Ifitos thus established the Games in the sacred Greek tradition of ekecheiria (truce): "Throughout the duration of the Olympic Truce, from the seventh day prior to the opening of the Games to the seventh day following the closing, all conflicts ceased, allowing athletes, artists and spectators to travel to Olympia, participate in the Games and return to their homelands in safety."

It was observed for 12 centuries, which makes it the longest lasting peace accord in history. Far from observing ekecheiria, the modern Olympics have allowed conflict to continue under new guises – Hitler's propaganda Games of 1936 and the ideological battles between capitalism and Communism of more recent decades.

The first attempts to invoke the spirit of the truce were made by the IOC in 1992 and supported by the United Nations a year later. During the Winter Games in Nagano in 1998, the observance of the Truce in the Persian Gulf allowed the UN secretary-general, Kofi Annan, to seek a diplomatic solution to the crisis in Iraq.

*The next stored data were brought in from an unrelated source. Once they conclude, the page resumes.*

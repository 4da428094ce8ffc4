//! Integration tests for the symdoc facade

use symdoc::{
    ExtractError, ExtractorConfig, Language, Modifier, SourceUnit, Symdoc, SymbolKind,
};

fn php_unit() -> SourceUnit {
    SourceUnit::new(
        Language::Php,
        "<?php\nnamespace MyApp;\nclass ExampleClass {\n    public function exampleFunction(): int { return 1; }\n}",
        "Example.php",
    )
}

fn tsx_unit() -> SourceUnit {
    SourceUnit::new(
        Language::Typescript,
        "// Main app component\nexport default function App({ title }: AppProps) { return <h1>{title}</h1>; }",
        "App.tsx",
    )
}

fn js_unit() -> SourceUnit {
    SourceUnit::new(
        Language::Javascript,
        "function formatName(first, last) { return first + ' ' + last; }",
        "format.js",
    )
}

#[test]
fn test_mixed_language_batch() {
    let symdoc = Symdoc::new();
    let units = vec![php_unit(), tsx_unit(), js_unit()];

    let batch = symdoc.extract_units(&units);
    assert_eq!(batch.total_units(), 3);
    assert_eq!(batch.failed_units.len(), 0);
    assert_eq!(batch.success_rate(), 1.0);

    // Results keep input order
    assert_eq!(batch.extractions[0].language, Language::Php);
    assert_eq!(batch.extractions[1].language, Language::Typescript);
    assert_eq!(batch.extractions[2].language, Language::Javascript);

    let method = batch.extractions[0]
        .registry
        .by_qualified_name("MyApp\\ExampleClass.exampleFunction")
        .unwrap();
    assert_eq!(method.kind, SymbolKind::Method);
    assert!(method.modifiers.contains(Modifier::Public));

    let app = batch.extractions[1].registry.by_qualified_name("App").unwrap();
    assert!(app.modifiers.contains(Modifier::DefaultExport));
    assert_eq!(app.doc, "Main app component");
}

#[test]
fn test_failed_unit_does_not_block_batch() {
    let symdoc = Symdoc::with_config(ExtractorConfig::default().with_max_unit_size(110));
    let oversized = SourceUnit::new(
        Language::Javascript,
        "x".repeat(128),
        "big.js",
    );
    let units = vec![js_unit(), oversized, php_unit()];

    let batch = symdoc.extract_units(&units);
    assert_eq!(batch.extractions.len(), 2);
    assert_eq!(batch.failed_units.len(), 1);
    assert_eq!(batch.failed_units[0].0, "big.js");
    let origins: Vec<_> = batch.extractions.iter().map(|e| e.origin.as_str()).collect();
    assert_eq!(origins, ["format.js", "Example.php"]);
}

#[test]
fn test_parallel_batch_matches_sequential() {
    let units: Vec<SourceUnit> = (0..16)
        .map(|i| {
            SourceUnit::new(
                Language::Javascript,
                format!("function f{}() {{}}", i),
                format!("f{}.js", i),
            )
        })
        .collect();

    let sequential = Symdoc::new().extract_units(&units);
    let parallel = Symdoc::with_config(ExtractorConfig::default().with_parallel(true))
        .extract_units(&units);

    assert_eq!(sequential.total_symbols, parallel.total_symbols);
    assert_eq!(parallel.failed_units.len(), 0);
    let seq_origins: Vec<_> = sequential.extractions.iter().map(|e| &e.origin).collect();
    let par_origins: Vec<_> = parallel.extractions.iter().map(|e| &e.origin).collect();
    assert_eq!(seq_origins, par_origins);
}

#[test]
fn test_parallel_worker_count() {
    let config = ExtractorConfig {
        parallel: true,
        parallel_workers: Some(2),
        ..Default::default()
    };
    let symdoc = Symdoc::with_config(config);
    let units = vec![php_unit(), tsx_unit(), js_unit()];

    let batch = symdoc.extract_units(&units);
    assert_eq!(batch.extractions.len(), 3);
}

#[test]
fn test_language_mismatch_is_per_unit_failure() {
    let symdoc = Symdoc::new();
    // Tagged PHP but handed to the facade as TypeScript text: the PHP
    // extractor still parses it (tolerantly) since the tag decides routing
    let mistagged = SourceUnit::new(Language::Php, "const x = 1;", "x.ts");
    let extraction = symdoc.extract_unit(&mistagged).unwrap();
    assert_eq!(extraction.symbol_count(), 0);

    // Direct use of a single-language extractor rejects foreign tags
    let err = symdoc
        .extractor_for(Language::Typescript)
        .extract_unit(&mistagged)
        .unwrap_err();
    assert!(matches!(err, ExtractError::LanguageMismatch { .. }));
}

#[test]
fn test_aggregate_metrics() {
    let symdoc = Symdoc::new();
    symdoc.extract_unit(&php_unit()).unwrap();
    symdoc.extract_unit(&tsx_unit()).unwrap();
    symdoc.extract_unit(&js_unit()).unwrap();

    let metrics = symdoc.metrics();
    assert_eq!(metrics.units_attempted, 3);
    assert_eq!(metrics.units_succeeded, 3);
    assert_eq!(metrics.success_rate(), 1.0);
    assert!(metrics.total_symbols >= 4);
}

#[test]
fn test_truncated_unit_in_batch_is_partial_not_failed() {
    let symdoc = Symdoc::new();
    let units = vec![SourceUnit::new(
        Language::Javascript,
        "function ok() {}\nconst s = 'unterminated",
        "partial.js",
    )];

    let batch = symdoc.extract_units(&units);
    assert_eq!(batch.failed_units.len(), 0);
    assert!(batch.extractions[0].truncated);
    assert_eq!(batch.extractions[0].symbol_count(), 1);
}
//! # symdoc-php
//!
//! PHP symbol extractor for symdoc - extracts declared symbols and their
//! documentation from PHP source text.
//!
//! ## Features
//!
//! - Functions and classes (including `final` classes) with methods
//! - Visibility, `static` and `final` modifiers; unspecified visibility
//!   normalizes to `public`
//! - Typed, nullable (`?Type`) and defaulted parameters; promoted
//!   constructor parameters
//! - Namespace-qualified symbol names and attached doc blocks
//!
//! ## Quick Start
//!
//! ```rust
//! use symdoc_php::PhpExtractor;
//! use symdoc_extractor_api::{Language, SourceUnit, SymbolExtractor};
//!
//! # fn main() -> Result<(), Box<dyn std::error::Error>> {
//! let unit = SourceUnit::new(
//!     Language::Php,
//!     "<?php\nfunction greet(string $name): string { return $name; }",
//!     "greet.php",
//! );
//! let extractor = PhpExtractor::new();
//! let extraction = extractor.extract_unit(&unit)?;
//! assert_eq!(extraction.registry.all_symbols()[0].name, "greet");
//! # Ok(())
//! # }
//! ```

mod extractor;
mod extractor_impl;
mod visitor;

// Re-export extractor-api types for convenience
pub use symdoc_extractor_api::{
    BatchInfo, ExtractError, Extraction, ExtractorConfig, ExtractorMetrics, Language,
    SourceUnit, SymbolExtractor,
};

// Export the PHP extractor implementation
pub use extractor_impl::PhpExtractor;
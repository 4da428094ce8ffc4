//! CST visitor for extracting raw JavaScript declarations

use log::debug;
use symdoc_extractor_api::doc_comment;
use symdoc_extractor_api::{ExtractorConfig, RawDeclaration, RawKind, RawParameter, Span};
use tree_sitter::Node;

/// Export context threaded from an `export_statement` down to the
/// declaration it wraps.
#[derive(Clone, Copy, Default)]
struct ExportContext {
    exported: bool,
    default_export: bool,
    doc_anchor: Option<usize>,
}

pub struct JavaScriptVisitor<'a> {
    pub source: &'a str,
    pub config: ExtractorConfig,
    pub declarations: Vec<RawDeclaration>,
    pending_default_exports: Vec<String>,
}

impl<'a> JavaScriptVisitor<'a> {
    pub fn new(source: &'a str, config: ExtractorConfig) -> Self {
        Self {
            source,
            config,
            declarations: Vec::new(),
            pending_default_exports: Vec::new(),
        }
    }

    fn node_text(&self, node: Node) -> String {
        node.utf8_text(self.source.as_bytes())
            .unwrap_or("")
            .to_string()
    }

    pub fn visit_node(&mut self, node: Node) {
        let mut out = std::mem::take(&mut self.declarations);
        self.collect(node, &mut out);
        self.declarations = out;
    }

    /// Apply trailing `export default Name;` statements. Call once after
    /// the walk.
    pub fn finish(&mut self) {
        for name in std::mem::take(&mut self.pending_default_exports) {
            match self.declarations.iter_mut().find(|d| d.name == name) {
                Some(decl) => {
                    decl.exported = true;
                    decl.default_export = true;
                }
                None => debug!("export default references undeclared `{}`", name),
            }
        }
    }

    fn collect(&mut self, node: Node, out: &mut Vec<RawDeclaration>) {
        let should_recurse = match node.kind() {
            "export_statement" => {
                self.collect_export(node, out);
                false
            }
            "function_declaration" => {
                if let Some(decl) = self.build_function(node, ExportContext::default()) {
                    out.push(decl);
                }
                false // Function bodies are opaque
            }
            "class_declaration" => {
                if let Some(decl) = self.build_class(node, ExportContext::default()) {
                    out.push(decl);
                }
                false
            }
            "lexical_declaration" | "variable_declaration" => {
                self.collect_variable_declaration(node, ExportContext::default(), out);
                false
            }
            "call_expression" => {
                self.collect_call(node, out);
                false
            }
            "arrow_function" | "function_expression" | "function" | "generator_function" => false,
            _ => true,
        };

        if should_recurse {
            let mut cursor = node.walk();
            for child in node.children(&mut cursor) {
                self.collect(child, out);
            }
        }
    }

    fn collect_export(&mut self, node: Node, out: &mut Vec<RawDeclaration>) {
        let context = ExportContext {
            exported: true,
            default_export: node
                .children(&mut node.walk())
                .any(|c| c.kind() == "default"),
            doc_anchor: Some(node.start_byte()),
        };

        if let Some(declaration) = node.child_by_field_name("declaration") {
            match declaration.kind() {
                "function_declaration" => {
                    if let Some(decl) = self.build_function(declaration, context) {
                        out.push(decl);
                    }
                }
                "class_declaration" => {
                    if let Some(decl) = self.build_class(declaration, context) {
                        out.push(decl);
                    }
                }
                "lexical_declaration" | "variable_declaration" => {
                    self.collect_variable_declaration(declaration, context, out)
                }
                _ => {}
            }
            return;
        }

        if context.default_export {
            if let Some(value) = node.child_by_field_name("value") {
                if value.kind() == "identifier" {
                    self.pending_default_exports.push(self.node_text(value));
                }
            }
        }
    }

    fn build_function(&self, node: Node, context: ExportContext) -> Option<RawDeclaration> {
        let name_node = node.child_by_field_name("name")?;

        let mut decl =
            RawDeclaration::new(RawKind::Function, self.node_text(name_node), self.span(node));
        decl.parameters = self.extract_parameters(node);
        decl.exported = context.exported;
        decl.default_export = context.default_export;
        decl.doc = self.extract_doc(context.doc_anchor.unwrap_or(node.start_byte()));
        decl.truncated = node.has_error();

        Some(decl)
    }

    fn build_class(&self, node: Node, context: ExportContext) -> Option<RawDeclaration> {
        let name_node = node.child_by_field_name("name")?;

        let mut decl =
            RawDeclaration::new(RawKind::Class, self.node_text(name_node), self.span(node));
        decl.exported = context.exported;
        decl.default_export = context.default_export;
        decl.doc = self.extract_doc(context.doc_anchor.unwrap_or(node.start_byte()));
        decl.truncated = node.has_error();

        if let Some(body) = node.child_by_field_name("body") {
            let mut cursor = body.walk();
            for child in body.children(&mut cursor) {
                if child.kind() == "method_definition" {
                    if let Some(method) = self.build_method(child) {
                        decl.members.push(method);
                    }
                }
            }
        }

        Some(decl)
    }

    fn build_method(&self, node: Node) -> Option<RawDeclaration> {
        let name_node = node.child_by_field_name("name")?;

        let mut decl =
            RawDeclaration::new(RawKind::Method, self.node_text(name_node), self.span(node));
        let mut cursor = node.walk();
        for child in node.children(&mut cursor) {
            if child.kind() == "static" {
                decl.modifiers.push("static".to_string());
            }
        }
        decl.parameters = self.extract_parameters(node);
        decl.doc = self.extract_doc(node.start_byte());
        decl.truncated = node.has_error();

        Some(decl)
    }

    fn collect_variable_declaration(
        &mut self,
        node: Node,
        context: ExportContext,
        out: &mut Vec<RawDeclaration>,
    ) {
        let mut cursor = node.walk();
        for child in node.children(&mut cursor) {
            if child.kind() != "variable_declarator" {
                continue;
            }
            let Some(name_node) = child.child_by_field_name("name") else {
                continue;
            };
            if name_node.kind() != "identifier" {
                continue;
            }
            let Some(value) = child.child_by_field_name("value") else {
                continue;
            };
            if !matches!(
                value.kind(),
                "arrow_function" | "function_expression" | "function"
            ) {
                continue;
            }

            let mut decl = RawDeclaration::new(
                RawKind::ArrowBinding,
                self.node_text(name_node),
                self.span(node),
            );
            decl.parameters = self.extract_parameters(value);
            decl.exported = context.exported;
            decl.default_export = context.default_export;
            decl.doc = self.extract_doc(context.doc_anchor.unwrap_or(node.start_byte()));
            decl.truncated = child.has_error();

            out.push(decl);
        }
    }

    /// Handle a statement-level or nested call expression.
    ///
    /// Named function expressions in the arguments are always extracted.
    /// Anonymous callbacks are extracted only when `include_test_callbacks`
    /// is set and the call carries a string first argument (the
    /// `describe`/`it` convention); the string names the symbol and nested
    /// calls inside the callback body become its members.
    fn collect_call(&mut self, node: Node, out: &mut Vec<RawDeclaration>) {
        let Some(arguments) = node.child_by_field_name("arguments") else {
            return;
        };

        let description = self.call_description(arguments);

        let mut functions = Vec::new();
        let mut cursor = arguments.walk();
        for arg in arguments.children(&mut cursor) {
            self.gather_functions(arg, &mut functions);
        }

        for function in functions {
            let name_node = function.child_by_field_name("name");
            let body = function.child_by_field_name("body");

            let mut body_members = Vec::new();
            if let Some(body) = body {
                let mut body_cursor = body.walk();
                for child in body.children(&mut body_cursor) {
                    self.collect(child, &mut body_members);
                }
            }

            if let Some(name_node) = name_node {
                // Named function expression: always a symbol
                let mut decl = RawDeclaration::new(
                    RawKind::Function,
                    self.node_text(name_node),
                    self.span(function),
                );
                decl.parameters = self.extract_parameters(function);
                decl.members = body_members;
                out.push(decl);
            } else if self.config.include_test_callbacks {
                if let Some(description) = description.as_deref() {
                    let mut decl = RawDeclaration::new(
                        RawKind::Function,
                        description,
                        self.span(node),
                    );
                    decl.members = body_members;
                    out.push(decl);
                } else {
                    // Anonymous callback on a non-test call: surface what
                    // its body declares
                    out.append(&mut body_members);
                }
            } else {
                out.append(&mut body_members);
            }
        }
    }

    /// Description string of a test-style call: the content of its first
    /// string or template literal argument
    fn call_description(&self, arguments: Node) -> Option<String> {
        let mut cursor = arguments.walk();
        let literal = arguments
            .children(&mut cursor)
            .find(|c| matches!(c.kind(), "string" | "template_string"));
        literal.map(|c| {
            let text = self.node_text(c);
            text.trim_matches(|ch| matches!(ch, '\'' | '"' | '`')).to_string()
        })
    }

    /// Descend through nested calls and parenthesized wrappers to the
    /// function nodes in a call argument (`wc(function () { ... })`)
    fn gather_functions<'t>(&self, node: Node<'t>, out: &mut Vec<Node<'t>>) {
        match node.kind() {
            "arrow_function" | "function_expression" | "function" => {
                out.push(node);
            }
            "call_expression" => {
                if let Some(arguments) = node.child_by_field_name("arguments") {
                    let mut cursor = arguments.walk();
                    for child in arguments.children(&mut cursor) {
                        self.gather_functions(child, out);
                    }
                }
            }
            "parenthesized_expression" => {
                let mut cursor = node.walk();
                for child in node.children(&mut cursor) {
                    self.gather_functions(child, out);
                }
            }
            _ => {}
        }
    }

    fn extract_parameters(&self, node: Node) -> Vec<RawParameter> {
        let mut params = Vec::new();
        let Some(params_node) = node.child_by_field_name("parameters") else {
            // Single-parameter arrow shorthand: `x => ...`
            if let Some(single) = node.child_by_field_name("parameter") {
                params.push(RawParameter::new(self.node_text(single)));
            }
            return params;
        };

        let mut cursor = params_node.walk();
        for child in params_node.children(&mut cursor) {
            match child.kind() {
                "identifier" => {
                    params.push(RawParameter::new(self.node_text(child)));
                }
                "assignment_pattern" => {
                    let Some(left) = child.child_by_field_name("left") else {
                        continue;
                    };
                    let mut param = RawParameter::new(self.node_text(left));
                    if let Some(right) = child.child_by_field_name("right") {
                        param = param.with_default(self.node_text(right));
                    }
                    params.push(param);
                }
                // Destructured patterns keep their literal text
                "object_pattern" | "array_pattern" | "rest_pattern" => {
                    params.push(RawParameter::new(self.node_text(child)));
                }
                _ => {}
            }
        }
        params
    }

    fn extract_doc(&self, anchor: usize) -> Option<String> {
        if !self.config.include_docs {
            return None;
        }
        doc_comment::scan(self.source, anchor)
    }

    fn span(&self, node: Node) -> Span {
        Span::new(
            node.start_position().row + 1,
            node.end_position().row + 1,
            node.start_byte(),
            node.end_byte(),
        )
    }
}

But these attempts to use the Olympics as a force for good have yet to be conspicuously successful, which is why the Greek idea of taking the torch around the five continents to prepare the way for a truce represents a far more determined effort. The IOC and the Greek government have combined to create the Olympic Truce Foundation and to establish an administrative centre in Athens from where the global promotion of a culture of peace will be organised.

George Papandreou, foreign minister for the Greek government, has said that achieving a worldwide truce during the Athens Olympics would "constitute a small revolution in international affairs". The Greeks are even offering the site of ancient Olympia for opposing parties to meet and discuss their differences.

Many of the conflicts around the world have lasted so long that mediation has become a forgotten option. Stavros Lambrinidis stresses that an Olympic Truce can provide an opportunity that can be achieved in no other way.

"Breaking the cycle of violence for just a few days can make a tremendous contribution to improving relationships," he says.

It may well be a naïve proposition, a desperate hope, but we have seen what power the Olympics can have when mishandled – when channelled in the right direction it could be a most potent force for good. At this precise moment, there is an urgent need for some glimmer of a peaceful exit from the darkness. And there is no reason why our oldest sporting festival shouldn't provide it in a most constructive manner. That should be the message to sport this weekend – if you can't be of any practical help, get out of the bloody way.